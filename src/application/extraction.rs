//! Best-effort field extraction from one product card
//!
//! Each record field is resolved independently through its own ordered
//! fallback chain; chains share no failure state. A broken field degrades
//! to "unresolved" and never aborts the card - one missing attribute must
//! not lose an otherwise-valid record.

use std::collections::BTreeMap;

use serde_json::Value;
use tracing::debug;
use url::Url;

use crate::domain::product::{FieldOutcome, Product};
use crate::domain::selectors::{
    BUNDLED_INFO_ATTR, CODE_ATTRIBUTES, CODE_DATASET_KEYS, IMAGE_SELECTORS, NAME_SELECTORS,
    PRICE_PATTERN, PRICE_SELECTORS, normalize_whitespace,
};
use crate::infrastructure::page::NodeHandle;

/// Stateless extractor applying the locator chains in
/// [`crate::domain::selectors`] to one card handle.
#[derive(Debug, Default)]
pub struct FieldExtractor;

impl FieldExtractor {
    pub fn new() -> Self {
        Self
    }

    /// Produce a record from one card. Infallible by design: every field
    /// failure is absorbed into the corresponding `None`.
    pub async fn extract(&self, card: &dyn NodeHandle, base_url: &str) -> Product {
        let (name, product_url) = self.resolve_name_and_url(card, base_url).await;
        let price = self.resolve_price(card).await.into_option("price");
        let product_code = self.resolve_code(card).await.into_option("product_code");
        let image_url = self
            .resolve_image(card, base_url)
            .await
            .into_option("image_url");
        let metadata = self.resolve_metadata(card, product_code.as_deref()).await;

        Product {
            name: name.into_option("name").unwrap_or_default(),
            price,
            product_code,
            product_url: product_url.into_option("product_url"),
            image_url,
            metadata,
        }
    }

    /// Name locators in priority order; the first pattern yielding
    /// non-empty text supplies the name and, when it carries one, the
    /// product link. A matched node without text does not stop the chain.
    async fn resolve_name_and_url(
        &self,
        card: &dyn NodeHandle,
        base_url: &str,
    ) -> (FieldOutcome<String>, FieldOutcome<String>) {
        let mut failure: Option<String> = None;
        for &selector in NAME_SELECTORS {
            let nodes = match card.query_all(selector).await {
                Ok(nodes) => nodes,
                Err(e) => {
                    failure = Some(e.to_string());
                    continue;
                }
            };
            for node in &nodes {
                let text = match node.text().await {
                    Ok(text) => normalize_whitespace(&text),
                    Err(e) => {
                        failure = Some(e.to_string());
                        continue;
                    }
                };
                if text.is_empty() {
                    continue;
                }

                let href = match node.attribute("href").await {
                    Ok(Some(href)) => Some(href),
                    // The card root is often the anchor wrapping the
                    // whole tile; fall back to its link.
                    Ok(None) => card.attribute("href").await.ok().flatten(),
                    Err(e) => {
                        debug!(selector, error = %e, "href read failed");
                        None
                    }
                };
                let url = href
                    .and_then(|href| resolve_url(base_url, &href))
                    .map_or(FieldOutcome::Absent, FieldOutcome::Resolved);
                return (FieldOutcome::Resolved(text), url);
            }
        }
        let name = match failure {
            Some(reason) => FieldOutcome::Failed(reason),
            None => FieldOutcome::Absent,
        };
        (name, FieldOutcome::Absent)
    }

    /// Price locators in priority order; first parseable digit group wins.
    async fn resolve_price(&self, card: &dyn NodeHandle) -> FieldOutcome<u64> {
        let mut failure: Option<String> = None;
        for &selector in PRICE_SELECTORS {
            let nodes = match card.query_all(selector).await {
                Ok(nodes) => nodes,
                Err(e) => {
                    failure = Some(e.to_string());
                    continue;
                }
            };
            for node in &nodes {
                match node.text().await {
                    Ok(text) => {
                        if let Some(price) = parse_price(&text) {
                            return FieldOutcome::Resolved(price);
                        }
                    }
                    Err(e) => failure = Some(e.to_string()),
                }
            }
        }
        match failure {
            Some(reason) => FieldOutcome::Failed(reason),
            None => FieldOutcome::Absent,
        }
    }

    /// Catalog identifier: direct attributes on the card root first, the
    /// same attribute names on descendants second (identifiers are
    /// sometimes attached to nested action elements), dataset key
    /// variants last.
    async fn resolve_code(&self, card: &dyn NodeHandle) -> FieldOutcome<String> {
        let mut failure: Option<String> = None;

        for &attr in CODE_ATTRIBUTES {
            match card.attribute(attr).await {
                Ok(Some(value)) if !value.is_empty() => {
                    return FieldOutcome::Resolved(value);
                }
                Ok(_) => {}
                Err(e) => failure = Some(e.to_string()),
            }
        }

        for &attr in CODE_ATTRIBUTES {
            let selector = format!("[{attr}]");
            match card.query_all(&selector).await {
                Ok(nodes) => {
                    for node in &nodes {
                        match node.attribute(attr).await {
                            Ok(Some(value)) if !value.is_empty() => {
                                return FieldOutcome::Resolved(value);
                            }
                            Ok(_) => {}
                            Err(e) => failure = Some(e.to_string()),
                        }
                    }
                }
                Err(e) => failure = Some(e.to_string()),
            }
        }

        match card.dataset().await {
            Ok(dataset) => {
                for key in CODE_DATASET_KEYS {
                    if let Some(value) = dataset.get(*key) {
                        if !value.is_empty() {
                            return FieldOutcome::Resolved(value.clone());
                        }
                    }
                }
            }
            Err(e) => failure = Some(e.to_string()),
        }

        match failure {
            Some(reason) => FieldOutcome::Failed(reason),
            None => FieldOutcome::Absent,
        }
    }

    /// Image locators in priority order; `src`, then lazy-load
    /// `data-src`, then the first URL token of `srcset`.
    async fn resolve_image(&self, card: &dyn NodeHandle, base_url: &str) -> FieldOutcome<String> {
        let mut failure: Option<String> = None;
        for &selector in IMAGE_SELECTORS {
            let nodes = match card.query_all(selector).await {
                Ok(nodes) => nodes,
                Err(e) => {
                    failure = Some(e.to_string());
                    continue;
                }
            };
            let Some(node) = nodes.first() else {
                continue;
            };

            let mut source = None;
            for attr in ["src", "data-src"] {
                match node.attribute(attr).await {
                    Ok(Some(value)) if !value.is_empty() => {
                        source = Some(value);
                        break;
                    }
                    Ok(_) => {}
                    Err(e) => failure = Some(e.to_string()),
                }
            }
            if source.is_none() {
                match node.attribute("srcset").await {
                    Ok(Some(srcset)) => {
                        source = srcset.split_whitespace().next().map(str::to_string);
                    }
                    Ok(None) => {}
                    Err(e) => failure = Some(e.to_string()),
                }
            }

            if let Some(src) = source {
                if let Some(absolute) = normalize_image_url(base_url, &src) {
                    return FieldOutcome::Resolved(absolute);
                }
            }
        }
        match failure {
            Some(reason) => FieldOutcome::Failed(reason),
            None => FieldOutcome::Absent,
        }
    }

    /// Seed with the resolved code, then merge the bundled-info JSON when
    /// present. Malformed JSON is supplementary data and swallowed.
    async fn resolve_metadata(
        &self,
        card: &dyn NodeHandle,
        product_code: Option<&str>,
    ) -> BTreeMap<String, String> {
        let mut metadata = BTreeMap::new();
        if let Some(code) = product_code {
            metadata.insert("product_code".to_string(), code.to_string());
        }

        match card.attribute(BUNDLED_INFO_ATTR).await {
            Ok(Some(raw)) => match serde_json::from_str::<serde_json::Map<String, Value>>(&raw) {
                Ok(bundle) => {
                    for (key, value) in bundle {
                        let value = match value {
                            Value::String(s) => s,
                            other => other.to_string(),
                        };
                        metadata.insert(key, value);
                    }
                }
                Err(e) => debug!(error = %e, "bundled-info attribute is not valid json"),
            },
            Ok(None) => {}
            Err(e) => debug!(error = %e, "bundled-info read failed"),
        }

        metadata
    }
}

/// Parse a displayed price into its integer value. `None` when the text
/// contains no digit group - never `0` for absent text.
pub fn parse_price(text: &str) -> Option<u64> {
    let normalized = normalize_whitespace(text);
    let group = PRICE_PATTERN.find(&normalized)?;
    group.as_str().replace(',', "").parse().ok()
}

/// Resolve an href against the page URL. Absolute inputs pass through.
fn resolve_url(base_url: &str, href: &str) -> Option<String> {
    let base = Url::parse(base_url).ok()?;
    base.join(href).ok().map(|joined| joined.to_string())
}

/// Image sources additionally appear protocol-relative (`//cdn...`).
fn normalize_image_url(base_url: &str, src: &str) -> Option<String> {
    if let Some(rest) = src.strip_prefix("//") {
        return Some(format!("https://{rest}"));
    }
    resolve_url(base_url, src)
}
//! chromiumoxide-backed browser session and page primitives
//!
//! One session per `collect()` call: launch, drain the CDP event handler
//! on a background task, expose a single page through [`PageDriver`], and
//! tear everything down on close. Chromium exposes no load-state event
//! ladder through this crate, so selector waits poll the DOM and network
//! quiescence is a resource-count stability heuristic.

use std::collections::BTreeMap;
use std::time::Duration;

use async_trait::async_trait;
use chromiumoxide::browser::{Browser, BrowserConfig};
use chromiumoxide::element::Element;
use chromiumoxide::page::Page;
use futures::StreamExt;
use tokio::task::JoinHandle;
use tokio::time::{Instant, sleep, timeout};
use tracing::{debug, info, warn};

use crate::infrastructure::page::{NodeHandle, PageDriver, PageError};

const NAVIGATION_TIMEOUT: Duration = Duration::from_secs(30);
const SELECTOR_POLL_INTERVAL: Duration = Duration::from_millis(250);
const QUIESCENCE_POLL_INTERVAL: Duration = Duration::from_millis(500);

/// Scoped browser session. Acquired once per harvest, released on every
/// exit path by [`BrowserSession::close`].
pub struct BrowserSession {
    browser: Browser,
    handler_task: JoinHandle<()>,
    page: CdpPage,
}

impl BrowserSession {
    /// Launch a Chromium instance and open a blank page.
    pub async fn launch(headless: bool) -> Result<Self, PageError> {
        let mut builder = BrowserConfig::builder().window_size(1440, 2400);
        if !headless {
            builder = builder.with_head();
        }
        let config = builder.build().map_err(PageError::Session)?;

        let (browser, mut handler) = Browser::launch(config)
            .await
            .map_err(|e| PageError::Session(e.to_string()))?;

        // The handler stream must be polled for the whole session lifetime
        // or every CDP call deadlocks.
        let handler_task = tokio::spawn(async move {
            while let Some(event) = handler.next().await {
                if let Err(e) = event {
                    debug!(error = %e, "cdp handler event error");
                }
            }
        });

        let page = browser
            .new_page("about:blank")
            .await
            .map_err(|e| PageError::Session(e.to_string()))?;

        info!(headless, "browser session launched");
        Ok(Self {
            browser,
            handler_task,
            page: CdpPage { page },
        })
    }

    pub fn driver(&self) -> &dyn PageDriver {
        &self.page
    }

    /// Close the browser and stop the handler task. Best effort: a failed
    /// close is logged, never surfaced.
    pub async fn close(mut self) {
        if let Err(e) = self.browser.close().await {
            warn!(error = %e, "browser close failed");
        }
        if let Err(e) = self.browser.wait().await {
            debug!(error = %e, "browser process wait failed");
        }
        self.handler_task.abort();
        info!("browser session closed");
    }
}

/// [`PageDriver`] over one chromiumoxide page.
pub struct CdpPage {
    page: Page,
}

#[async_trait]
impl PageDriver for CdpPage {
    async fn navigate(&self, url: &str) -> Result<(), PageError> {
        let navigation = timeout(NAVIGATION_TIMEOUT, self.page.goto(url)).await;
        match navigation {
            Ok(Ok(_)) => {
                let final_url = self
                    .page
                    .url()
                    .await
                    .ok()
                    .flatten()
                    .unwrap_or_else(|| url.to_string());
                info!(%final_url, "navigation complete");
                Ok(())
            }
            Ok(Err(e)) => Err(PageError::Navigation {
                url: url.to_string(),
                reason: e.to_string(),
            }),
            Err(_) => Err(PageError::Navigation {
                url: url.to_string(),
                reason: format!("timed out after {NAVIGATION_TIMEOUT:?}"),
            }),
        }
    }

    async fn query_all(&self, selector: &str) -> Result<Vec<Box<dyn NodeHandle>>, PageError> {
        let elements = self
            .page
            .find_elements(selector)
            .await
            .map_err(|e| PageError::Node(format!("query '{selector}' failed: {e}")))?;
        Ok(elements
            .into_iter()
            .map(|element| Box::new(CdpNode { element }) as Box<dyn NodeHandle>)
            .collect())
    }

    async fn wait_for_selector(
        &self,
        selector: &str,
        timeout: Duration,
    ) -> Result<(), PageError> {
        let deadline = Instant::now() + timeout;
        loop {
            match self.page.find_elements(selector).await {
                Ok(elements) if !elements.is_empty() => return Ok(()),
                Ok(_) => {}
                Err(e) => debug!(selector, error = %e, "selector poll failed"),
            }
            if Instant::now() >= deadline {
                return Err(PageError::WaitTimeout {
                    what: format!("selector '{selector}'"),
                    timeout,
                });
            }
            sleep(SELECTOR_POLL_INTERVAL).await;
        }
    }

    async fn wait_for_network_quiescence(&self, timeout: Duration) -> Result<(), PageError> {
        let deadline = Instant::now() + timeout;
        let mut last_count: Option<u64> = None;
        loop {
            let count = self
                .page
                .evaluate("performance.getEntriesByType('resource').length")
                .await
                .map_err(|e| PageError::Evaluation(e.to_string()))?
                .into_value::<u64>()
                .map_err(|e| PageError::Evaluation(e.to_string()))?;

            // Two identical consecutive samples count as settled.
            if last_count == Some(count) {
                debug!(resources = count, "network settled");
                return Ok(());
            }
            last_count = Some(count);

            if Instant::now() >= deadline {
                return Err(PageError::WaitTimeout {
                    what: "network quiescence".to_string(),
                    timeout,
                });
            }
            sleep(QUIESCENCE_POLL_INTERVAL).await;
        }
    }

    async fn scroll_to_bottom(&self) -> Result<(), PageError> {
        self.page
            .evaluate("window.scrollTo(0, document.body.scrollHeight)")
            .await
            .map_err(|e| PageError::Evaluation(e.to_string()))?;
        Ok(())
    }

    async fn current_url(&self) -> Result<String, PageError> {
        self.page
            .url()
            .await
            .map_err(|e| PageError::Evaluation(e.to_string()))?
            .ok_or_else(|| PageError::Evaluation("page reported no url".to_string()))
    }
}

/// [`NodeHandle`] over one chromiumoxide element.
pub struct CdpNode {
    element: Element,
}

#[async_trait]
impl NodeHandle for CdpNode {
    async fn text(&self) -> Result<String, PageError> {
        let text = self
            .element
            .inner_text()
            .await
            .map_err(|e| PageError::Node(e.to_string()))?;
        Ok(text.unwrap_or_default())
    }

    async fn attribute(&self, name: &str) -> Result<Option<String>, PageError> {
        self.element
            .attribute(name)
            .await
            .map_err(|e| PageError::Node(e.to_string()))
    }

    async fn dataset(&self) -> Result<BTreeMap<String, String>, PageError> {
        let raw = self
            .element
            .attributes()
            .await
            .map_err(|e| PageError::Node(e.to_string()))?;
        // DOM.getAttributes returns a flat interleaved name/value list.
        let mut dataset = BTreeMap::new();
        for pair in raw.chunks_exact(2) {
            if let Some(rest) = pair[0].strip_prefix("data-") {
                dataset.insert(dataset_key(rest), pair[1].clone());
            }
        }
        Ok(dataset)
    }

    async fn query_all(&self, selector: &str) -> Result<Vec<Box<dyn NodeHandle>>, PageError> {
        let elements = self
            .element
            .find_elements(selector)
            .await
            .map_err(|e| PageError::Node(format!("query '{selector}' failed: {e}")))?;
        Ok(elements
            .into_iter()
            .map(|element| Box::new(CdpNode { element }) as Box<dyn NodeHandle>)
            .collect())
    }

    async fn click(&self) -> Result<(), PageError> {
        self.element
            .click()
            .await
            .map(|_| ())
            .map_err(|e| PageError::Node(e.to_string()))
    }
}

/// Camel-case a `data-*` attribute suffix the way `element.dataset` does:
/// `goods-no` becomes `goodsNo`.
fn dataset_key(attr_suffix: &str) -> String {
    let mut key = String::with_capacity(attr_suffix.len());
    let mut upper_next = false;
    for ch in attr_suffix.chars() {
        if ch == '-' {
            upper_next = true;
        } else if upper_next {
            key.extend(ch.to_uppercase());
            upper_next = false;
        } else {
            key.push(ch);
        }
    }
    key
}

++++++++++++++++++++

## Work instruction
A single number is the whole answer here: the number of lines in the data that include "blank".

## Task response
2